Custom Memory pools- Different Aspects

1)Why custom memory pool management?

(a) A trade-off between run-time performance, and start-up overhead, and need to deal with memory fragmentation.

(b) Avoiding External Memory fragmentation

(c) For several long-running processes, the bottleneck in the code fast-path ( that 80-20 rule : 80 % time is spent in 20 % code), might be doing frequent allocations/freeing. Also, systems where memory is a scarce resource (Embedded Systems)

(d) Freeing up complex nested structures

(e) Reducing cache misses Chiefly with respect to proximity of allocation and accesses.

2) Can there be a formal/mathematical perspective of custom memory pool management?

Here’s an attempt at formalization.

Let X1,X2,X3 … be in non-decreasing order. Let M represent the total memory managed by the custom memory pool.

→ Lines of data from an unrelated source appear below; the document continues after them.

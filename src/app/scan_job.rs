use std::sync::Arc;
use std::time::Duration;

use futures::future::join_all;
use tracing::{Instrument, debug, error, info, info_span, warn};

use super::adapter_client::{AdapterClient, AdapterClientError, ClientPool};
use super::job::{Job, JobContext, JobError};
use crate::domain::job::{CheckInReport, JobParameters, ScanJobParameters};
use crate::domain::mime;
use crate::domain::report::{NativeReport, SbomAdapterReport};

#[derive(Debug, Clone, Copy, PartialEq, Eq)]
pub struct ScanJobSettings {
    /// Delay before the first report poll.
    pub first_check_interval: Duration,
    /// Ceiling on the polling of one report.
    pub check_timeout: Duration,
}

impl Default for ScanJobSettings {
    fn default() -> Self {
        Self {
            first_check_interval: Duration::from_secs(2),
            check_timeout: Duration::from_secs(30 * 60),
        }
    }
}

/// Submits an artifact to an adapter and checks in one report per requested MIME type.
pub struct ScanJob {
    pool: Arc<dyn ClientPool>,
    settings: ScanJobSettings,
}

impl ScanJob {
    pub fn new(pool: Arc<dyn ClientPool>, settings: ScanJobSettings) -> Self {
        Self { pool, settings }
    }
}

fn parameters_of(parameters: &JobParameters) -> Result<ScanJobParameters, JobError> {
    ScanJobParameters::from_job_parameters(parameters)
        .map_err(|e| JobError::InvalidParameters(e.to_string()))
}

/// Checks the raw report is what `mime_type` promises and normalises native reports.
fn resolve_report(mime_type: &str, raw: String) -> Result<String, JobError> {
    let invalid = |message: String| JobError::InvalidReport {
        mime_type: mime_type.to_string(),
        message,
    };

    if mime_type == mime::MIME_TYPE_NATIVE_REPORT {
        let report = NativeReport::from_json(&raw).map_err(|e| invalid(e.to_string()))?;
        return report.to_json().map_err(|e| invalid(e.to_string()));
    }
    if mime::is_sbom_report(mime_type) {
        serde_json::from_str::<SbomAdapterReport>(&raw).map_err(|e| invalid(e.to_string()))?;
    }
    Ok(raw)
}

struct ReportTarget<'a> {
    client: &'a dyn AdapterClient,
    scan_id: &'a str,
    digest: &'a str,
    registration_uuid: &'a str,
}

impl ScanJob {
    async fn poll_report(
        &self,
        ctx: &JobContext,
        target: &ReportTarget<'_>,
        mime_type: &str,
    ) -> Result<(), JobError> {
        let polling = async {
            let mut wait = self.settings.first_check_interval;
            loop {
                tokio::time::sleep(wait).await;

                match target.client.get_scan_report(target.scan_id, mime_type).await {
                    Ok(raw) => return resolve_report(mime_type, raw),
                    Err(AdapterClientError::ReportNotReady { retry_after }) => {
                        debug!(retry_after, "report is not ready yet");
                        wait = Duration::from_secs(retry_after);
                    }
                    Err(err) => return Err(JobError::from(err)),
                }
            }
        };

        let raw_report = tokio::select! {
            polled = tokio::time::timeout(self.settings.check_timeout, polling) => {
                polled.map_err(|_| JobError::Timeout { mime_type: mime_type.to_string() })??
            }
            _ = ctx.stopped() => return Err(JobError::Stopped),
        };

        let check_in = CheckInReport {
            digest: target.digest.to_string(),
            registration_uuid: target.registration_uuid.to_string(),
            mime_type: mime_type.to_string(),
            raw_report,
        }
        .to_json()
        .map_err(|e| JobError::InvalidReport {
            mime_type: mime_type.to_string(),
            message: e.to_string(),
        })?;

        ctx.check_in(check_in)?;
        info!("report checked in");
        Ok(())
    }
}

#[async_trait::async_trait]
impl Job for ScanJob {
    fn validate(&self, parameters: &JobParameters) -> Result<(), JobError> {
        parameters_of(parameters).map(|_| ())
    }

    async fn run(&self, ctx: &JobContext, parameters: &JobParameters) -> Result<(), JobError> {
        let params = parameters_of(parameters)?;
        info!(
            registration = %params.registration.to_redacted_json(),
            request = %params.request.to_redacted_json(),
            robot = ?params.robot,
            mime_types = ?params.mime_types,
            "starting scan job"
        );

        let client = self.pool.get(&params.registration.endpoint()).await?;
        let response = tokio::select! {
            submitted = client.submit_scan(&params.request) => submitted?,
            _ = ctx.stopped() => return Err(JobError::Stopped),
        };
        info!(scan_id = %response.id, "scan request accepted by the adapter");

        let target = ReportTarget {
            client: client.as_ref(),
            scan_id: &response.id,
            digest: &params.request.artifact.digest,
            registration_uuid: &params.registration.uuid,
        };
        let results = join_all(params.mime_types.iter().map(|mime_type| {
            self.poll_report(ctx, &target, mime_type)
                .instrument(info_span!("report", mime_type = %mime_type))
        }))
        .await;

        let errors: Vec<JobError> = results
            .into_iter()
            .zip(&params.mime_types)
            .filter_map(|(result, mime_type)| match result {
                Ok(()) => None,
                Err(JobError::Stopped) => {
                    warn!(mime_type = %mime_type, "report polling stopped");
                    Some(JobError::Stopped)
                }
                Err(err) => {
                    error!(mime_type = %mime_type, error = %err, "failed to get the report");
                    Some(err)
                }
            })
            .collect();

        match JobError::aggregate(errors) {
            Some(err) => Err(err),
            None => Ok(()),
        }
    }
}

#[cfg(test)]
mod tests {
    use super::*;
    use crate::app::mocks::{MockAdapter, StaticPool};
    use crate::domain::adapter::{Registry, ScanRequest, ScanResponse};
    use crate::domain::artifact::Artifact;
    use crate::domain::job::RobotAccount;
    use crate::domain::registration::Registration;
    use crate::domain::report::{Severity, fixtures};
    use mockall::Sequence;
    use tokio::sync::{mpsc, watch};

    fn job_parameters(mime_types: &[&str]) -> JobParameters {
        let mut registration = Registration::new("trivy", "http://trivy:8080");
        registration.uuid = "reg-1".into();
        ScanJobParameters {
            registration,
            request: ScanRequest {
                registry: Registry {
                    url: "https://core.local".into(),
                    authorization: "Basic xyz".into(),
                },
                artifact: Artifact::new(
                    1,
                    "library/app",
                    "sha256:abc",
                    mime::MIME_TYPE_DOCKER_ARTIFACT,
                ),
                enabled_capabilities: Vec::new(),
            },
            mime_types: mime_types.iter().map(|m| m.to_string()).collect(),
            robot: Some(RobotAccount {
                id: 7,
                name: "robot$scanner".into(),
                secret: "s3cr3t".into(),
                project_id: 1,
                expires_at: 0,
            }),
        }
        .into_job_parameters()
        .unwrap()
    }

    struct Harness {
        ctx: JobContext,
        check_ins: mpsc::UnboundedReceiver<String>,
        stop: watch::Sender<bool>,
    }

    fn harness() -> Harness {
        let (check_in_tx, check_ins) = mpsc::unbounded_channel();
        let (stop, stop_rx) = watch::channel(false);
        Harness {
            ctx: JobContext::new("job-1", check_in_tx, stop_rx),
            check_ins,
            stop,
        }
    }

    fn job(adapter: MockAdapter) -> ScanJob {
        ScanJob::new(
            Arc::new(StaticPool::new(Arc::new(adapter))),
            ScanJobSettings::default(),
        )
    }

    fn native_body() -> String {
        fixtures::report(vec![fixtures::item("CVE-1", Severity::High, "1.0.1")])
            .to_json()
            .unwrap()
    }

    fn accepting(adapter: &mut MockAdapter) {
        adapter.expect_submit_scan().times(1).returning(|_| {
            Ok(ScanResponse {
                id: "scan-1".into(),
            })
        });
    }

    #[tokio::test(start_paused = true)]
    async fn not_ready_reports_are_polled_until_they_arrive() {
        let mut adapter = MockAdapter::new();
        accepting(&mut adapter);
        let mut seq = Sequence::new();
        adapter
            .expect_get_scan_report()
            .times(2)
            .in_sequence(&mut seq)
            .returning(|_, _| Err(AdapterClientError::ReportNotReady { retry_after: 3 }));
        let body = native_body();
        adapter
            .expect_get_scan_report()
            .times(1)
            .in_sequence(&mut seq)
            .returning(move |_, _| Ok(body.clone()));
        let mut h = harness();

        job(adapter)
            .run(&h.ctx, &job_parameters(&[mime::MIME_TYPE_NATIVE_REPORT]))
            .await
            .unwrap();

        let check_in = CheckInReport::from_json(&h.check_ins.recv().await.unwrap()).unwrap();
        assert_eq!(check_in.digest, "sha256:abc");
        assert_eq!(check_in.registration_uuid, "reg-1");
        assert_eq!(check_in.mime_type, mime::MIME_TYPE_NATIVE_REPORT);
        let report = NativeReport::from_json(&check_in.raw_report).unwrap();
        assert_eq!(report.vulnerabilities.len(), 1);
    }

    #[tokio::test(start_paused = true)]
    async fn one_failing_mime_type_does_not_stop_the_others() {
        let mut adapter = MockAdapter::new();
        accepting(&mut adapter);
        let body = native_body();
        adapter
            .expect_get_scan_report()
            .returning(move |_, mime_type| {
                if mime_type == mime::MIME_TYPE_NATIVE_REPORT {
                    Ok(body.clone())
                } else {
                    Err(AdapterClientError::Unsupported(mime_type.to_string()))
                }
            });
        let mut h = harness();

        let err = job(adapter)
            .run(
                &h.ctx,
                &job_parameters(&[
                    mime::MIME_TYPE_NATIVE_REPORT,
                    mime::MIME_TYPE_GENERIC_VULNERABILITY_REPORT,
                ]),
            )
            .await
            .unwrap_err();

        assert!(!err.is_retriable());
        assert!(h.check_ins.recv().await.is_some());
        assert!(h.check_ins.try_recv().is_err());
    }

    #[tokio::test(start_paused = true)]
    async fn polling_gives_up_after_the_timeout() {
        let mut adapter = MockAdapter::new();
        accepting(&mut adapter);
        adapter
            .expect_get_scan_report()
            .returning(|_, _| Err(AdapterClientError::ReportNotReady { retry_after: 60 }));
        let h = harness();

        let err = job(adapter)
            .run(&h.ctx, &job_parameters(&[mime::MIME_TYPE_NATIVE_REPORT]))
            .await
            .unwrap_err();

        assert!(matches!(err, JobError::Timeout { .. }));
        assert!(err.is_retriable());
    }

    #[tokio::test(start_paused = true)]
    async fn stopping_ends_the_workers_without_checking_in() {
        let mut adapter = MockAdapter::new();
        accepting(&mut adapter);
        adapter
            .expect_get_scan_report()
            .returning(|_, _| Err(AdapterClientError::ReportNotReady { retry_after: 5 }));
        let mut h = harness();
        let job = job(adapter);
        let parameters = job_parameters(&[mime::MIME_TYPE_NATIVE_REPORT]);

        let stop = h.stop;
        tokio::spawn(async move {
            tokio::time::sleep(Duration::from_secs(10)).await;
            stop.send(true).unwrap();
        });
        let err = job.run(&h.ctx, &parameters).await.unwrap_err();

        assert!(matches!(err, JobError::Stopped));
        assert!(h.check_ins.try_recv().is_err());
    }

    #[tokio::test]
    async fn malformed_reports_are_not_checked_in() {
        let mut adapter = MockAdapter::new();
        accepting(&mut adapter);
        adapter
            .expect_get_scan_report()
            .returning(|_, _| Ok("not json".into()));
        let mut h = harness();
        let job = ScanJob::new(
            Arc::new(StaticPool::new(Arc::new(adapter))),
            ScanJobSettings {
                first_check_interval: Duration::from_millis(1),
                ..Default::default()
            },
        );

        let err = job
            .run(&h.ctx, &job_parameters(&[mime::MIME_TYPE_NATIVE_REPORT]))
            .await
            .unwrap_err();

        assert!(matches!(err, JobError::InvalidReport { .. }));
        assert!(h.check_ins.try_recv().is_err());
    }

    #[test]
    fn invalid_parameters_fail_validation() {
        let adapter = MockAdapter::new();
        let mut parameters = job_parameters(&[mime::MIME_TYPE_NATIVE_REPORT]);
        parameters.remove(crate::domain::job::PARAM_SCAN_REQUEST);

        let err = job(adapter).validate(&parameters).unwrap_err();

        assert!(matches!(err, JobError::InvalidParameters(_)));
        assert!(!err.is_retriable());
    }

    #[test]
    fn unknown_report_types_pass_through_verbatim() {
        assert_eq!(
            resolve_report("application/x-custom", "anything".into()).unwrap(),
            "anything"
        );
        assert!(resolve_report(mime::MIME_TYPE_SBOM_REPORT, "42".into()).is_err());
    }
}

Consider the set of linear equations :

C1 *X1 = A
C2*X2 =B
C3*X3 =C
Wx1= Wx1+(x1-y) –> If ‘y’ memory is taken from x1 pool)
Wx2=Wx2+ (x2-y) –> If ‘y’ memory is taken from the pool x2 , etc.
W= Wx1+Wx2+Wx3 …..
A+B+C ……L =M ( M being The Total memory managed by the allocator)

In each of those equations, C1*X1 represents ‘C1’ represents the number of elements in the linked list having ‘X1’ as the maximum memory that could be allocated. Whenever a request for size ‘Y’ comes in, we check the bucket in increasing size, if there is a request that could be accommodated in it’s bucket list. And When memory is released, it goes back to the corresponding bucket. Let the set of all these equations be called as ‘S’ . At any given time we have the system going from { S- Y1} or { S+Y2} { corresponding to application consuming ‘Y1’ memory from the pool, and releasing ‘Y2’ memory to the pool } . Correspondingly, the internal fragmentation resulted is reflected in the Wx1,Wx2 equations.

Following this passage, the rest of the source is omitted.